- **PROBLEM STATEMENT**: Copy out all the records, word for word.

- **SOURCE MATERIAL**:
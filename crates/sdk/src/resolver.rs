//! Dependency Resolution
//!
//! Diffs required components against the installed inventory and decides
//! what is already satisfied and what must be installed.

use std::cmp::Ordering;
use std::collections::BTreeSet;

use serde::Serialize;
use tracing::{debug, info};

use droid_deps_core::{DepsError, Result};

use crate::component::{compare_versions, ComponentId};
use crate::inventory::SdkInventory;
use crate::requirements::Requirement;

/// Whether a required component is already present or must be fetched.
#[derive(Debug, Clone, Copy, PartialEq, Eq, Serialize)]
#[serde(rename_all = "kebab-case")]
pub enum ComponentStatus {
    AlreadySatisfied,
    MustInstall,
}

/// One resolved component in a decision.
#[derive(Debug, Clone, PartialEq, Eq, Serialize)]
pub struct ResolvedComponent {
    pub id: ComponentId,
    pub status: ComponentStatus,
}

/// Ordered, duplicate-free list of resolved components.
///
/// Ordering is deterministic (platform, build-tools, platform-tools, NDK)
/// so emitted reports are stable across runs and platforms.
#[derive(Debug, Clone, PartialEq, Eq, Serialize)]
pub struct DependencyDecision {
    components: Vec<ResolvedComponent>,
}

impl DependencyDecision {
    /// Build a decision, enforcing the ordering and no-duplicates invariants.
    pub fn new(mut components: Vec<ResolvedComponent>) -> Self {
        components.sort_by(|a, b| a.id.cmp(&b.id));

        let mut seen = BTreeSet::new();
        components.retain(|c| seen.insert(c.id.clone()));

        Self { components }
    }

    /// All components in canonical order.
    pub fn components(&self) -> &[ResolvedComponent] {
        &self.components
    }

    /// Components that are not yet installed.
    pub fn missing(&self) -> impl Iterator<Item = &ComponentId> {
        self.components
            .iter()
            .filter(|c| c.status == ComponentStatus::MustInstall)
            .map(|c| &c.id)
    }

    /// True when nothing needs to be installed.
    pub fn is_fully_satisfied(&self) -> bool {
        self.missing().next().is_none()
    }
}

/// Resolves requirements against an installed inventory.
pub struct DependencyResolver;

impl DependencyResolver {
    /// Resolve each requirement to an installed component or an install
    /// target.
    ///
    /// Platforms match exactly; build-tools pick the lowest installed
    /// version satisfying the minimum, to avoid unnecessary installs;
    /// platform-tools and NDK are presence-only. An empty inventory is
    /// valid: every requirement then resolves to must-install.
    pub fn resolve(
        required: &[Requirement],
        inventory: &SdkInventory,
    ) -> Result<DependencyDecision> {
        let mut components = Vec::with_capacity(required.len());

        for requirement in required {
            let resolved = match requirement {
                Requirement::Platform { api } => ResolvedComponent {
                    id: ComponentId::Platform(*api),
                    status: presence(inventory.platforms.contains(api)),
                },
                Requirement::BuildTools { minimum } => {
                    Self::resolve_build_tools(minimum.as_deref(), inventory)?
                }
                Requirement::PlatformTools => ResolvedComponent {
                    id: ComponentId::PlatformTools,
                    status: presence(inventory.has_platform_tools),
                },
                Requirement::Ndk => ResolvedComponent {
                    id: ComponentId::NdkBundle,
                    status: presence(inventory.has_ndk()),
                },
            };
            debug!("Resolved {} -> {:?}", resolved.id, resolved.status);
            components.push(resolved);
        }

        let decision = DependencyDecision::new(components);
        let missing: Vec<String> = decision.missing().map(|c| c.to_string()).collect();
        if missing.is_empty() {
            info!("All required SDK components are installed");
        } else {
            info!("Missing SDK components: {}", missing.join(", "));
        }

        Ok(decision)
    }

    /// Lowest installed build-tools version at or above the minimum, or the
    /// minimum itself as the install target.
    fn resolve_build_tools(
        minimum: Option<&str>,
        inventory: &SdkInventory,
    ) -> Result<ResolvedComponent> {
        let minimum = minimum.ok_or_else(|| {
            DepsError::Configuration(
                "Required build-tools version could not be determined from build configuration"
                    .to_string(),
            )
        })?;

        let satisfying = inventory
            .build_tools
            .iter()
            .filter(|v| compare_versions(v, minimum) != Ordering::Less)
            .min_by(|a, b| compare_versions(a, b));

        Ok(match satisfying {
            Some(version) => ResolvedComponent {
                id: ComponentId::BuildTools(version.clone()),
                status: ComponentStatus::AlreadySatisfied,
            },
            None => ResolvedComponent {
                id: ComponentId::BuildTools(minimum.to_string()),
                status: ComponentStatus::MustInstall,
            },
        })
    }
}

fn presence(installed: bool) -> ComponentStatus {
    if installed {
        ComponentStatus::AlreadySatisfied
    } else {
        ComponentStatus::MustInstall
    }
}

- **WRITTEN RESPONSE**:
filename crates/sdk/src/resolver.rs
//! Dependency Resolution
//!
//! Diffs required components against the installed inventory and decides
//! what is already satisfied and what must be installed.

use std::cmp::Ordering;
use std::collections::BTreeSet;

use serde::Serialize;
use tracing::{debug, info};

use droid_deps_core::{DepsError, Result};

use crate::component::{compare_versions, ComponentId};
use crate::inventory::SdkInventory;
use crate::requirements::Requirement;

/// Whether a required component is already present or must be fetched.
#[derive(Debug, Clone, Copy, PartialEq, Eq, Serialize)]
#[serde(rename_all = "kebab-case")]
pub enum ComponentStatus {
    AlreadySatisfied,
    MustInstall,
}

/// One resolved component in a decision.
#[derive(Debug, Clone, PartialEq, Eq, Serialize)]
pub struct ResolvedComponent {
    pub id: ComponentId,
    pub status: ComponentStatus,
}

/// Ordered, duplicate-free list of resolved components.
///
/// Ordering is deterministic (platform, build-tools, platform-tools, NDK)
/// so emitted reports are stable across runs and platforms.
#[derive(Debug, Clone, PartialEq, Eq, Serialize)]
pub struct DependencyDecision {
    components: Vec<ResolvedComponent>,
}

impl DependencyDecision {
    /// Build a decision, enforcing the ordering and no-duplicates invariants.
    pub fn new(mut components: Vec<ResolvedComponent>) -> Self {
        components.sort_by(|a, b| a.id.cmp(&b.id));

        let mut seen = BTreeSet::new();
        components.retain(|c| seen.insert(c.id.clone()));

        Self { components }
    }

    /// All components in canonical order.
    pub fn components(&self) -> &[ResolvedComponent] {
        &self.components
    }

    /// Components that are not yet installed.
    pub fn missing(&self) -> impl Iterator<Item = &ComponentId> {
        self.components
            .iter()
            .filter(|c| c.status == ComponentStatus::MustInstall)
            .map(|c| &c.id)
    }

    /// True when nothing needs to be installed.
    pub fn is_fully_satisfied(&self) -> bool {
        self.missing().next().is_none()
    }
}

/// Resolves requirements against an installed inventory.
pub struct DependencyResolver;

impl DependencyResolver {
    /// Resolve each requirement to an installed component or an install
    /// target.
    ///
    /// Platforms match exactly; build-tools pick the lowest installed
    /// version satisfying the minimum, to avoid unnecessary installs;
    /// platform-tools and NDK are presence-only. An empty inventory is
    /// valid: every requirement then resolves to must-install.
    pub fn resolve(
        required: &[Requirement],
        inventory: &SdkInventory,
    ) -> Result<DependencyDecision> {
        let mut components = Vec::with_capacity(required.len());

        for requirement in required {
            let resolved = match requirement {
                Requirement::Platform { api } => ResolvedComponent {
                    id: ComponentId::Platform(*api),
                    status: presence(inventory.platforms.contains(api)),
                },
                Requirement::BuildTools { minimum } => {
                    Self::resolve_build_tools(minimum.as_deref(), inventory)?
                }
                Requirement::PlatformTools => ResolvedComponent {
                    id: ComponentId::PlatformTools,
                    status: presence(inventory.has_platform_tools),
                },
                Requirement::Ndk => ResolvedComponent {
                    id: ComponentId::NdkBundle,
                    status: presence(inventory.has_ndk()),
                },
            };
            debug!("Resolved {} -> {:?}", resolved.id, resolved.status);
            components.push(resolved);
        }

        let decision = DependencyDecision::new(components);
        let missing: Vec<String> = decision.missing().map(|c| c.to_string()).collect();
        if missing.is_empty() {
            info!("All required SDK components are installed");
        } else {
            info!("Missing SDK components: {}", missing.join(", "));
        }

        Ok(decision)
    }

    /// Lowest installed build-tools version at or above the minimum, or the
    /// minimum itself as the install target.
    fn resolve_build_tools(
        minimum: Option<&str>,
        inventory: &SdkInventory,
    ) -> Result<ResolvedComponent> {
        let minimum = minimum.ok_or_else(|| {
            DepsError::Configuration(
                "Required build-tools version could not be determined from build configuration"
                    .to_string(),
            )
        })?;

        let satisfying = inventory
            .build_tools
            .iter()
            .filter(|v| compare_versions(v, minimum) != Ordering::Less)
            .min_by(|a, b| compare_versions(a, b));

        Ok(match satisfying {
            Some(version) => ResolvedComponent {
                id: ComponentId::BuildTools(version.clone()),
                status: ComponentStatus::AlreadySatisfied,
            },
            None => ResolvedComponent {
                id: ComponentId::BuildTools(minimum.to_string()),
                status: ComponentStatus::MustInstall,
            },
        })
    }
}

fn presence(installed: bool) -> ComponentStatus {
    if installed {
        ComponentStatus::AlreadySatisfied
    } else {
        ComponentStatus::MustInstall
    }
}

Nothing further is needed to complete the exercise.